_WHAT IS REQUIRED_:
For each line of the data that includes the word "Item", copy the line.

------

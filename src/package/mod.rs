//! Package metadata record and the factory that fills it from a handful of inputs.

pub mod types;
pub mod validation;

pub use types::{Dependency, DependencyKind, Export, Person, Url};
pub use validation::validate_package;

use crate::constants::{
    BUILD_TOOL, DEFAULT_LICENSE, DEFAULT_VERSION, PLACEHOLDER_EMAIL_DOMAIN,
};
use crate::error::Result;
use serde::{Deserialize, Serialize};

/// Metadata of a single package, as written to its manifest.
#[derive(Debug, Clone, PartialEq, Serialize, Deserialize)]
#[serde(default)]
pub struct Package {
    pub name: String,
    pub version: String,
    #[serde(skip_serializing_if = "Option::is_none")]
    pub version_abi: Option<String>,
    pub description: String,
    pub maintainers: Vec<Person>,
    pub licenses: Vec<String>,
    pub urls: Vec<Url>,
    pub authors: Vec<Person>,
    pub buildtool_depends: Vec<Dependency>,
    pub build_depends: Vec<Dependency>,
    pub run_depends: Vec<Dependency>,
    pub test_depends: Vec<Dependency>,
    pub conflicts: Vec<Dependency>,
    pub replaces: Vec<Dependency>,
    pub exports: Vec<Export>,
}

impl Default for Package {
    fn default() -> Self {
        Self {
            name: String::new(),
            version: DEFAULT_VERSION.to_string(),
            version_abi: None,
            description: String::new(),
            maintainers: Vec::new(),
            licenses: Vec::new(),
            urls: Vec::new(),
            authors: Vec::new(),
            buildtool_depends: Vec::new(),
            build_depends: Vec::new(),
            run_depends: Vec::new(),
            test_depends: Vec::new(),
            conflicts: Vec::new(),
            replaces: Vec::new(),
            exports: Vec::new(),
        }
    }
}

impl Package {
    pub fn new<S: Into<String>>(name: S) -> Self {
        Self { name: name.into(), ..Default::default() }
    }

    pub fn dependencies(&self, kind: DependencyKind) -> &[Dependency] {
        match kind {
            DependencyKind::BuildtoolDepend => &self.buildtool_depends,
            DependencyKind::BuildDepend => &self.build_depends,
            DependencyKind::RunDepend => &self.run_depends,
            DependencyKind::TestDepend => &self.test_depends,
            DependencyKind::Conflict => &self.conflicts,
            DependencyKind::Replace => &self.replaces,
        }
    }

    /// Every dependency paired with its kind, kinds in manifest order.
    pub fn all_dependencies(&self) -> impl Iterator<Item = (DependencyKind, &Dependency)> {
        DependencyKind::ALL
            .into_iter()
            .flat_map(move |kind| self.dependencies(kind).iter().map(move |dep| (kind, dep)))
    }

    pub fn validate(&self) -> Result<()> {
        validate_package(self)
    }
}

/// Inputs for [`PackageTemplate::create`], as collected by a command line.
#[derive(Debug, Clone, Default)]
pub struct CreateArgs {
    pub name: String,
    pub description: Option<String>,
    pub licenses: Vec<String>,
    pub maintainer_names: Vec<String>,
    pub author_names: Vec<String>,
    pub version: Option<String>,
    pub catkin_deps: Vec<String>,
    /// Used as the only maintainer when `maintainer_names` is empty.
    pub default_maintainer: Option<String>,
}

/// A validated package plus the component list for the build description.
#[derive(Debug, Clone, PartialEq)]
pub struct PackageTemplate {
    package: Package,
    catkin_deps: Vec<String>,
}

fn is_build_tool(name: &str) -> bool {
    name.to_lowercase() == BUILD_TOOL
}

/// Sorts names and drops every case-insensitive match of the build tool.
fn component_names<I: IntoIterator<Item = String>>(names: I) -> Vec<String> {
    let mut names: Vec<String> = names.into_iter().filter(|n| !is_build_tool(n)).collect();
    names.sort();
    names
}

/// `<last word of name>@todo.todo`
fn placeholder_email(name: &str) -> String {
    let local = name.split_whitespace().last().unwrap_or(name);
    format!("{local}@{PLACEHOLDER_EMAIL_DOMAIN}")
}

impl PackageTemplate {
    /// Wraps a fully specified package; components are its build dependencies.
    pub fn from_package(package: Package) -> Result<Self> {
        let catkin_deps = component_names(package.build_depends.iter().map(|d| d.name.clone()));
        Self::new(package, catkin_deps)
    }

    /// Normalizes and validates `package`.
    pub fn new(mut package: Package, catkin_deps: Vec<String>) -> Result<Self> {
        package.licenses.sort();
        package.licenses.dedup();
        package.validate()?;
        Ok(Self { package, catkin_deps })
    }

    /// Builds a starter package from command line style inputs.
    pub fn create(args: CreateArgs) -> Result<Self> {
        let mut licenses = if args.licenses.is_empty() {
            vec![DEFAULT_LICENSE.to_string()]
        } else {
            args.licenses
        };
        licenses.sort();

        let mut maintainer_names = if args.maintainer_names.is_empty() {
            args.default_maintainer.into_iter().collect()
        } else {
            args.maintainer_names
        };
        maintainer_names.sort();
        let maintainers = maintainer_names
            .iter()
            .map(|name| Person::with_email(name.as_str(), placeholder_email(name)))
            .collect();

        let mut author_names = args.author_names;
        author_names.sort();
        let authors = author_names.into_iter().map(Person::new).collect();

        let catkin_deps = component_names(args.catkin_deps);
        let build_depends = catkin_deps.iter().map(|d| Dependency::new(d.as_str())).collect();

        let package = Package {
            version: args.version.unwrap_or_else(|| DEFAULT_VERSION.to_string()),
            description: args
                .description
                .filter(|description| !description.is_empty())
                .unwrap_or_else(|| format!("The {} package", args.name)),
            name: args.name,
            licenses,
            maintainers,
            authors,
            build_depends,
            buildtool_depends: vec![Dependency::new(BUILD_TOOL)],
            ..Default::default()
        };

        Self::new(package, catkin_deps)
    }

    pub fn package(&self) -> &Package {
        &self.package
    }

    /// Component names for the build description, sorted.
    pub fn catkin_deps(&self) -> &[String] {
        &self.catkin_deps
    }
}

#[cfg(test)]
mod tests {
    use super::*;

    fn args(name: &str) -> CreateArgs {
        CreateArgs {
            name: name.to_string(),
            default_maintainer: Some("builder".to_string()),
            ..Default::default()
        }
    }

    #[test]
    fn create_fills_defaults() {
        let template = PackageTemplate::create(args("foo")).unwrap();
        let package = template.package();
        assert_eq!(package.version, "0.0.0");
        assert_eq!(package.description, "The foo package");
        assert_eq!(package.licenses, vec!["TODO"]);
        assert_eq!(package.maintainers, vec![Person::with_email("builder", "builder@todo.todo")]);
        assert!(package.authors.is_empty());
        assert_eq!(package.buildtool_depends, vec![Dependency::new("catkin")]);
        assert!(template.catkin_deps().is_empty());
    }

    #[test]
    fn create_replaces_empty_description() {
        let template = PackageTemplate::create(CreateArgs {
            description: Some(String::new()),
            ..args("foo")
        })
        .unwrap();
        assert_eq!(template.package().description, "The foo package");

        let template = PackageTemplate::create(CreateArgs {
            description: Some("Drives things".to_string()),
            ..args("foo")
        })
        .unwrap();
        assert_eq!(template.package().description, "Drives things");
    }

    #[test]
    fn create_sorts_names_and_synthesizes_emails() {
        let template = PackageTemplate::create(CreateArgs {
            licenses: vec!["MIT".to_string(), "BSD".to_string()],
            maintainer_names: vec!["Zoe Zed".to_string(), "Adam Ant".to_string()],
            author_names: vec!["Yuri".to_string(), "Bea".to_string()],
            ..args("foo")
        })
        .unwrap();
        let package = template.package();
        assert_eq!(package.licenses, vec!["BSD", "MIT"]);
        assert_eq!(
            package.maintainers,
            vec![
                Person::with_email("Adam Ant", "Ant@todo.todo"),
                Person::with_email("Zoe Zed", "Zed@todo.todo"),
            ]
        );
        assert_eq!(package.authors, vec![Person::new("Bea"), Person::new("Yuri")]);
    }

    #[test]
    fn create_removes_every_build_tool_entry() {
        let template = PackageTemplate::create(CreateArgs {
            catkin_deps: vec![
                "std_msgs".to_string(),
                "catkin".to_string(),
                "Catkin".to_string(),
                "CATKIN".to_string(),
                "geometry_msgs".to_string(),
            ],
            ..args("foo")
        })
        .unwrap();
        assert_eq!(template.catkin_deps(), ["geometry_msgs", "std_msgs"]);
        let names: Vec<_> =
            template.package().build_depends.iter().map(|d| d.name.as_str()).collect();
        assert_eq!(names, ["geometry_msgs", "std_msgs"]);
    }

    #[test]
    fn create_without_any_maintainer_fails_validation() {
        let result = PackageTemplate::create(CreateArgs {
            name: "foo".to_string(),
            ..Default::default()
        });
        assert!(matches!(result, Err(crate::error::Error::ValidationError(_))));
    }

    #[test]
    fn from_package_derives_components_from_build_depends() {
        let mut package = Package::new("bar");
        package.licenses = vec!["MIT".to_string(), "BSD".to_string(), "MIT".to_string()];
        package.maintainers = vec![Person::with_email("Jo", "jo@example.com")];
        package.build_depends = vec![Dependency::new("roscpp"), Dependency::new("catkin")];
        let template = PackageTemplate::from_package(package).unwrap();
        assert_eq!(template.catkin_deps(), ["roscpp"]);
        assert_eq!(template.package().licenses, vec!["BSD", "MIT"]);
    }

    #[test]
    fn all_dependencies_follow_kind_order() {
        let mut package = Package::new("bar");
        package.replaces = vec![Dependency::new("old")];
        package.buildtool_depends = vec![Dependency::new("catkin")];
        let kinds: Vec<_> = package.all_dependencies().map(|(k, _)| k).collect();
        assert_eq!(kinds, [DependencyKind::BuildtoolDepend, DependencyKind::Replace]);
    }
}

------

_RESPONSE BOX_:
    pub fn all_dependencies(&self) -> impl Iterator<Item = (DependencyKind, &Dependency)> {
fn component_names<I: IntoIterator<Item = String>>(names: I) -> Vec<String> {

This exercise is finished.